§ What the task requires:
How does the data below read from its first line through the line containing "let pizza = req.validate()?;"? Print those lines exactly.

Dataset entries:
┄┄┄┄┄┄┄┄┄┄
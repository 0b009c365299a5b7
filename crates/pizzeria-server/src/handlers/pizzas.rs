//! Pizza handlers. Reads return pizzas with their derived price.

use axum::extract::rejection::JsonRejection;
use axum::extract::{Path, State};
use axum::http::StatusCode;
use axum::Json;

use pizzeria_core::{Pizza, PizzaWithPrice, Slug};

use crate::error::ApiError;
use crate::schema::pizzas::{CreatePizzaRequest, UpdatePizzaRequest};
use crate::state::AppState;

/// Lists every pizza that has a recipe, with its price.
///
/// `GET /pizzas`
pub async fn list_pizzas(
    State(state): State<AppState>,
) -> Result<Json<Vec<PizzaWithPrice>>, ApiError> {
    let service = state.service.lock().await;
    Ok(Json(service.list_pizza_prices()?))
}

/// Gets one pizza with its price.
///
/// `GET /pizzas/{slug}`
pub async fn get_pizza(
    State(state): State<AppState>,
    Path(slug): Path<String>,
) -> Result<Json<PizzaWithPrice>, ApiError> {
    let service = state.service.lock().await;
    Ok(Json(service.get_pizza_price(&Slug::new(slug))?))
}

/// Creates a pizza.
///
/// `POST /pizzas`
pub async fn create_pizza(
    State(state): State<AppState>,
    payload: Result<Json<CreatePizzaRequest>, JsonRejection>,
) -> Result<(StatusCode, Json<Pizza>), ApiError> {
    let Json(req) = payload?;
    let pizza = req.validate()?;
    let mut service = state.service.lock().await;
    let created = service.create_pizza(pizza)?;
    Ok((StatusCode::CREATED, Json(created)))
}

/// Renames a pizza.
///
/// `PUT /pizzas/{slug}`
pub async fn update_pizza(
    State(state): State<AppState>,
    Path(slug): Path<String>,
    payload: Result<Json<UpdatePizzaRequest>, JsonRejection>,
) -> Result<Json<Pizza>, ApiError> {
    let Json(req) = payload?;
    let changes = req.validate()?;
    let mut service = state.service.lock().await;
    Ok(Json(service.update_pizza(&Slug::new(slug), changes)?))
}

/// Deletes a pizza and its recipe.
///
/// `DELETE /pizzas/{slug}`
pub async fn delete_pizza(
    State(state): State<AppState>,
    Path(slug): Path<String>,
) -> Result<StatusCode, ApiError> {
    let mut service = state.service.lock().await;
    service.delete_pizza(&Slug::new(slug))?;
    Ok(StatusCode::NO_CONTENT)
}
//! Pizza request types.

use serde::Deserialize;

use pizzeria_core::{Pizza, PizzaChanges, Slug};

use super::validation::{FieldError, Validator};

/// Request to create a pizza. Prices are derived, so only slug and name.
#[derive(Debug, Clone, Default, Deserialize)]
pub struct CreatePizzaRequest {
    pub slug: Option<String>,
    pub name: Option<String>,
}

impl CreatePizzaRequest {
    pub fn validate(self) -> Result<Pizza, Vec<FieldError>> {
        let mut v = Validator::new();
        let slug = v.text("slug", self.slug);
        let name = v.text("name", self.name);
        v.finish(Pizza {
            slug: Slug::new(slug),
            name,
        })
    }
}

/// Request to rename a pizza.
#[derive(Debug, Clone, Default, Deserialize)]
pub struct UpdatePizzaRequest {
    pub name: Option<String>,
}

impl UpdatePizzaRequest {
    pub fn validate(self) -> Result<PizzaChanges, Vec<FieldError>> {
        let mut v = Validator::new();
        let name = v.text("name", self.name);
        v.finish(PizzaChanges { name })
    }
}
┄┄┄┄┄┄┄┄┄┄
§ Task result:
repository 0b009c365299a5b7
filename crates/pizzeria-server/src/handlers/pizzas.rs
//! Pizza handlers. Reads return pizzas with their derived price.

use axum::extract::rejection::JsonRejection;
use axum::extract::{Path, State};
use axum::http::StatusCode;
use axum::Json;

use pizzeria_core::{Pizza, PizzaWithPrice, Slug};

use crate::error::ApiError;
use crate::schema::pizzas::{CreatePizzaRequest, UpdatePizzaRequest};
use crate::state::AppState;

/// Lists every pizza that has a recipe, with its price.
///
/// `GET /pizzas`
pub async fn list_pizzas(
    State(state): State<AppState>,
) -> Result<Json<Vec<PizzaWithPrice>>, ApiError> {
    let service = state.service.lock().await;
    Ok(Json(service.list_pizza_prices()?))
}

/// Gets one pizza with its price.
///
/// `GET /pizzas/{slug}`
pub async fn get_pizza(
    State(state): State<AppState>,
    Path(slug): Path<String>,
) -> Result<Json<PizzaWithPrice>, ApiError> {
    let service = state.service.lock().await;
    Ok(Json(service.get_pizza_price(&Slug::new(slug))?))
}

/// Creates a pizza.
///
/// `POST /pizzas`
pub async fn create_pizza(
    State(state): State<AppState>,
    payload: Result<Json<CreatePizzaRequest>, JsonRejection>,
) -> Result<(StatusCode, Json<Pizza>), ApiError> {
    let Json(req) = payload?;
    let pizza = req.validate()?;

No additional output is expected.